Minnesota is bucking national trends when it comes to fatal motor vehicle crashes — and not in a good way.
The death toll on state roads totaled 314 as of Tuesday, a number that's rising at a time when road fatalities are going down across the country. That figure includes six people who died in crashes on state roads Monday and Tuesday, according to preliminary data from the Minnesota Department of Public Safety.
In 2019, the state didn't record its 300th fatality until Oct. 29.
"We have had a very bad year for traffic fatalities," said Booker Hodges, assistant public safety commissioner.
There are fewer drivers on the road largely due to COVID-19, and deaths nationally have fallen 2% during the first half of 2020 over last year, according to preliminary data from the National Highway Traffic Safety Administration (NHTSA). Nationwide, traffic deaths fell for the third straight year in 2019 to just over 36,000.
But the national rate for traffic fatalities is higher this year, with 1.25 deaths per 100 million vehicle miles traveled, compared with 1.1 fatalities last year, the NHTSA said.
Nearly a third of the fatal wrecks in Minnesota have resulted from speeding, which prompted Hodges to issue a stern warning to drivers.
"We share a latitude with Germany, but we don't have an autobahn in Minnesota," he said during a snowy news conference in Rochester. "We need people to slow the hell down."

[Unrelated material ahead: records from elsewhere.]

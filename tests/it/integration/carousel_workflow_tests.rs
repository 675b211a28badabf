//! Carousel Workflow Integration Tests
//!
//! Drives the scroll track through realistic gesture sequences and checks
//! the derived effects against the track's progress at every step.

use crate::helpers::track;
use atelier::carousel::{caption_opacity, stagger_offset, ScrollDirection};
use atelier::constants::{CAPTION_FADE_END, SCROLL_STEP, STAGGER_AMOUNT, STAGGER_CONVERGE_END};

#[test]
fn test_offset_stays_clamped_through_arbitrary_drag_sequence() {
    let mut t = track(2000.0, 1000.0);
    let moves = [
        50.0, -300.0, 1200.0, -5000.0, 0.0, 7.5, -7.5, 9999.0, -9999.0, 123.4,
    ];

    t.begin_drag(0.0);
    for pointer_x in moves {
        t.update_drag(pointer_x);
        assert!(
            t.offset() >= 0.0 && t.offset() <= t.max_offset(),
            "offset {} escaped [0, {}]",
            t.offset(),
            t.max_offset()
        );
        assert!((0.0..=1.0).contains(&t.progress()));
    }
    t.end_drag();
}

#[test]
fn test_pointer_leave_matches_explicit_release() {
    // Two identical gestures; one released explicitly, one abandoned. The
    // abandoned one is ended defensively (the pointer-leave path) and must
    // land in exactly the same state.
    let mut released = track(2000.0, 1000.0);
    released.begin_drag(100.0);
    released.update_drag(-50.0);
    released.end_drag();

    let mut abandoned = track(2000.0, 1000.0);
    abandoned.begin_drag(100.0);
    abandoned.update_drag(-50.0);
    abandoned.end_drag(); // pointer-leave invokes the same operation
    abandoned.end_drag(); // and a late mouse-up after it is harmless

    assert_eq!(released.offset(), abandoned.offset());
    assert!(!released.is_dragging());
    assert!(!abandoned.is_dragging());
}

#[test]
fn test_drag_never_sticks_active() {
    let mut t = track(2000.0, 1000.0);
    t.begin_drag(10.0);
    assert!(t.is_dragging());
    t.end_drag();
    assert!(!t.is_dragging());

    // Moves after the session closed are ignored
    let offset = t.offset();
    t.update_drag(500.0);
    assert_eq!(t.offset(), offset);
}

#[test]
fn test_nav_then_drag_then_nav() {
    let mut t = track(3000.0, 1000.0);

    // Nav scroll starts an eased animation toward 500
    t.scroll_by(ScrollDirection::Right, SCROLL_STEP);
    assert!(t.is_animating());
    assert_eq!(t.animation_target(), Some(500.0));

    // Grabbing the track freezes the animation wherever it is
    t.begin_drag(0.0);
    assert!(!t.is_animating());
    let frozen = t.offset();
    assert!((0.0..=500.0).contains(&frozen));

    // Dragging applies from the frozen position
    t.update_drag(-100.0);
    assert_eq!(t.offset(), (frozen + 200.0).min(t.max_offset()));
    t.end_drag();

    // Nav works again after release
    t.scroll_by(ScrollDirection::Right, SCROLL_STEP);
    assert!(t.is_animating());
}

#[test]
fn test_chained_nav_retargets_from_current_position() {
    let mut t = track(3000.0, 1000.0);
    t.scroll_by(ScrollDirection::Right, 500.0);
    t.scroll_by(ScrollDirection::Right, 500.0);

    // The second press targets at most 1000, measured from wherever the
    // first animation had gotten to - never past the range.
    let target = t.animation_target().unwrap();
    assert!(target <= 1000.0);
    assert!(target >= 500.0 - f32::EPSILON);
}

#[test]
fn test_effects_follow_progress_during_drag() {
    let mut t = track(2000.0, 1000.0);
    t.begin_drag(0.0);

    // Mid-drag, the derived effects must track the live progress
    t.update_drag(-150.0); // offset 300 => progress 0.3
    assert_eq!(t.progress(), 0.3);
    assert_eq!(caption_opacity(t.progress(), CAPTION_FADE_END), 0.0);
    let remaining = stagger_offset(0, t.progress(), STAGGER_AMOUNT, STAGGER_CONVERGE_END);
    assert!(remaining > -STAGGER_AMOUNT && remaining < 0.0);

    t.update_drag(-175.0); // offset 350 => progress 0.35, fully converged
    assert_eq!(
        stagger_offset(0, t.progress(), STAGGER_AMOUNT, STAGGER_CONVERGE_END),
        0.0
    );
    t.end_drag();
}

#[test]
fn test_fitting_content_is_inert() {
    let mut t = track(900.0, 1200.0);

    t.begin_drag(0.0);
    t.update_drag(-400.0);
    t.end_drag();
    t.scroll_by(ScrollDirection::Right, SCROLL_STEP);
    t.scroll_immediate(300.0);

    assert_eq!(t.offset(), 0.0);
    assert_eq!(t.progress(), 0.0);
    assert!(!t.is_animating());
}

#[test]
fn test_resize_mid_drag_keeps_invariant() {
    let mut t = track(2000.0, 1000.0);
    t.begin_drag(0.0);
    t.update_drag(-500.0); // offset 1000, at the end of the range

    // Window grows: the scrollable range shrinks under the gesture
    t.set_extents(2000.0, 1600.0);
    assert!(t.offset() <= t.max_offset());

    t.update_drag(-600.0);
    assert!(t.offset() <= t.max_offset());
    t.end_drag();
}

Speed has been a factor in 94 deadly wrecks while alcohol played a role in 90 crashes, the two most common causes. Another 77 victims were not wearing seat belts, and 24 crashes were the result of a distracted driver, officials said.
Olmsted County Sheriff Kevin Torgerson found the numbers troubling but not surprising.
"I've been in law enforcement for 40 years and I've never seen a sudden change in behavior in all my time," he said.
This spring alone, the State Patrol reported a 150% increase in drivers caught going 100 mph or faster.
Traffic safety officials set up more than 300 empty chairs Tuesday on the lawn at Soldier's Field in Rochester to symbolize the lives that have been lost on state roads.
One was for Dylan Delaney, 17, the state's first traffic fatality of 2020.
He died Jan. 1 when the vehicle he was riding in collided with a semitrailer truck in Mabel in southeastern Minnesota.
His mother, Sarah, an EMT, responded to the crash. She looked inside the vehicle, saw "wild hair that looked familiar" and a bracelet she recognized, and realized one of the victims was her son.
"Our family will have an empty chair at the table," Sarah Delaney said at the news conference. "I'd give anything to have him walk through the door and start arguing with his sisters.
"Slow down, put the phone away, drive sober and drive sober. Drive seriously and drive smart."
Another teen in that wreck, Spencer Douglas, 15, died several days later.
Since then, fatalities have occurred in 70 of the state's 87 counties. The most have been in Hennepin with 39, followed by Ramsey, 16; St. Louis, 15; Anoka, 14; and Olmsted, 11. More than two-thirds of the fatal crashes occurred outside the metro area, according to state data.
The deaths include 191 occupants of motor vehicles, 54 motorcyclists, 35 pedestrians and nine bicyclists. All categories show an increase over 2019 numbers.
"I am frustrated and sad because of the actions people are taking on roads right now," said Lt. Rochelle Schrofer of the State Patrol. "Those decisions are killing people on our roadways."
Law enforcement and traffic safety officials called on drivers to make smart choices behind the wheel.
"Enforcement is not the only answer," Torgerson said. "I pray we have no more deaths and we will stand up to this pandemic of bad choices."